The Free Design – Kites Are Fun

Though this sounds like it was commissioned by an advertising agency on behalf of Big Kite, it is actually the title track from the debut of a 1960s family band. The work of the Dedrick siblings went largely unnoticed until it found a cult following decades later thanks to attention from artists like Cornelius and Pizzicato Five and others in Japan’s Shibuya-kei scene. The Free Design released eight albums with Project 3 before disbanding in 1972, with Kites Are Fun remaining their only appearance on pop charts. In the mid-70s they formed the core of the Star-Scape Singers, a vocal ensemble assembled by New Age Renaissance man Kenneth G. Mills. Mills is a fascinating character at the heart of the New Age movements of the mid-20th century. After a transcendental experience that convinced him he had a duty to speak “the Word” again, he agreed to speak to his inner experiences and spiritual feelings but only if others sought him out to do so. He described his speaking as

an impromptu performance under the impelling of divine ideas.

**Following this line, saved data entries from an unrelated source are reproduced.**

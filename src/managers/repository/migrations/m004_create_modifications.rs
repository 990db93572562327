use sea_orm_migration::{
    async_trait::async_trait,
    prelude::{
        ColumnDef, DbErr, DeriveMigrationName, Iden, MigrationTrait, SchemaManager, Table,
    },
    sea_query,
};

#[derive(Iden)]
enum Modification {
    Table,
    JobId,
    Method,
    ResourceUrl,
    CreatedAt,
}

#[derive(DeriveMigrationName)]
pub struct Migration;

#[async_trait]
impl MigrationTrait for Migration {
    async fn up(&self, manager: &SchemaManager) -> Result<(), DbErr> {
        manager
            .create_table(
                Table::create()
                    .table(Modification::Table)
                    .if_not_exists()
                    .col(
                        ColumnDef::new(Modification::JobId)
                            .big_integer()
                            .not_null()
                            .auto_increment()
                            .primary_key(),
                    )
                    .col(ColumnDef::new(Modification::Method).string().not_null())
                    .col(
                        ColumnDef::new(Modification::ResourceUrl)
                            .string()
                            .not_null(),
                    )
                    .col(
                        ColumnDef::new(Modification::CreatedAt)
                            .timestamp_with_time_zone()
                            .not_null(),
                    )
                    .to_owned(),
            )
            .await
    }

    async fn down(&self, manager: &SchemaManager) -> Result<(), DbErr> {
        manager
            .drop_table(
                Table::drop()
                    .table(Modification::Table)
                    .if_exists()
                    .to_owned(),
            )
            .await
    }
}
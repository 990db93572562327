use std::path::Path;

use figment::{
    providers::{Format, Serialized, Toml},
    Figment,
};

use super::{defaults, Config, ConfigError, ConfigRaw};

/// Load configuration from `config.toml` in the working directory.
pub fn load_configuration() -> Result<Config, ConfigError> {
    load_configuration_from("config.toml")
}

/// Load configuration from a specific TOML file, layered over the defaults.
/// The `DB_PASSWORD` environment variable supplies the database password
/// when the file leaves it unset.
pub fn load_configuration_from(path: impl AsRef<Path>) -> Result<Config, ConfigError> {
    let path = path.as_ref();
    if !path.exists() {
        return Err(ConfigError::MissingConfig(path.display().to_string()));
    }

    tracing::info!(path = %path.display(), "Loading configuration");

    let mut config: ConfigRaw = Figment::from(Serialized::defaults(defaults::config()))
        .merge(Toml::file(path))
        .extract()
        .map_err(Box::new)?;

    if config.repository.password.is_none() {
        config.repository.password = std::env::var("DB_PASSWORD").ok();
    }

    config.resolve()
}
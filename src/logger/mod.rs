//! Logger initialization module.
//!
//! Configures tracing-based logging with support for:
//! - Pretty (human-readable) or JSON output formats
//! - Configurable log levels via config file or RUST_LOG env var
//! - Environment variable override (RUST_LOG takes precedence)

mod config;

pub use config::{LogFormat, LoggerConfig};
use tracing_subscriber::{fmt, layer::SubscriberExt, util::SubscriberInitExt, EnvFilter};

/// Initialize the global logger with the given configuration.
///
/// The `RUST_LOG` environment variable takes precedence over the config file setting.
/// If it is not set, the config value is used.
pub fn initialize(logger_config: &LoggerConfig) {
    let filter =
        EnvFilter::try_from_default_env().unwrap_or_else(|_| EnvFilter::new(&logger_config.level));

    match logger_config.format {
        LogFormat::Pretty => {
            let fmt_layer = fmt::layer()
                .with_target(true)
                .with_thread_ids(false)
                .with_file(false)
                .with_line_number(false);

            tracing_subscriber::registry()
                .with(filter)
                .with(fmt_layer)
                .init();
        }
        LogFormat::Json => {
            let fmt_layer = fmt::layer().json();

            tracing_subscriber::registry()
                .with(filter)
                .with(fmt_layer)
                .init();
        }
    }
}
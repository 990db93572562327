use sea_orm_migration::{
    async_trait::async_trait,
    prelude::{
        ColumnDef, DbErr, DeriveMigrationName, Iden, Index, MigrationTrait, SchemaManager, Table,
    },
    sea_query,
};

#[derive(Iden)]
enum GraphClassEdge {
    Table,
    Id,
    Subject,
    Predicate,
    Object,
}

#[derive(Iden)]
enum GraphEntityEdge {
    Table,
    Id,
    Subject,
    Predicate,
    Object,
}

#[derive(Iden)]
enum GraphLiteralEdge {
    Table,
    Id,
    Subject,
    Predicate,
    Object,
}

#[derive(DeriveMigrationName)]
pub struct Migration;

macro_rules! edge_table {
    ($manager:expr, $table:ident, $index:literal) => {{
        $manager
            .create_table(
                Table::create()
                    .table($table::Table)
                    .if_not_exists()
                    .col(
                        ColumnDef::new($table::Id)
                            .big_integer()
                            .not_null()
                            .auto_increment()
                            .primary_key(),
                    )
                    .col(ColumnDef::new($table::Subject).big_integer().not_null())
                    .col(ColumnDef::new($table::Predicate).big_integer().not_null())
                    .col(ColumnDef::new($table::Object).big_integer().not_null())
                    .to_owned(),
            )
            .await?;

        // Edges are always scanned by subject, optionally narrowed by predicate
        $manager
            .create_index(
                Index::create()
                    .name($index)
                    .table($table::Table)
                    .col($table::Subject)
                    .col($table::Predicate)
                    .to_owned(),
            )
            .await?;
    }};
}

#[async_trait]
impl MigrationTrait for Migration {
    async fn up(&self, manager: &SchemaManager) -> Result<(), DbErr> {
        edge_table!(manager, GraphClassEdge, "idx_class_edge_subject");
        edge_table!(manager, GraphEntityEdge, "idx_entity_edge_subject");
        edge_table!(manager, GraphLiteralEdge, "idx_literal_edge_subject");
        Ok(())
    }

    async fn down(&self, manager: &SchemaManager) -> Result<(), DbErr> {
        manager
            .drop_table(
                Table::drop()
                    .table(GraphLiteralEdge::Table)
                    .if_exists()
                    .to_owned(),
            )
            .await?;
        manager
            .drop_table(
                Table::drop()
                    .table(GraphEntityEdge::Table)
                    .if_exists()
                    .to_owned(),
            )
            .await?;
        manager
            .drop_table(
                Table::drop()
                    .table(GraphClassEdge::Table)
                    .if_exists()
                    .to_owned(),
            )
            .await
    }
}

It is a projection from another dimension or plane of consciousness, causing those prepared to hear to awaken to the higher or greater possibilities of living beyond the limits of three dimensions and translating what seems to be the ordinary into another level of consideration

You can hear/see the Star-Scape singers perform one of Mills’ original compositions here, which he composed in the hopes of being a song that the whole world could sing together to unify all people. Kites Are Fun was reissued by Corenlius’ label Trattoria in 1994 and then by Light in the Attic.

If this doesn’t appear in a Wes Anderson movie at some point I’ll be shocked.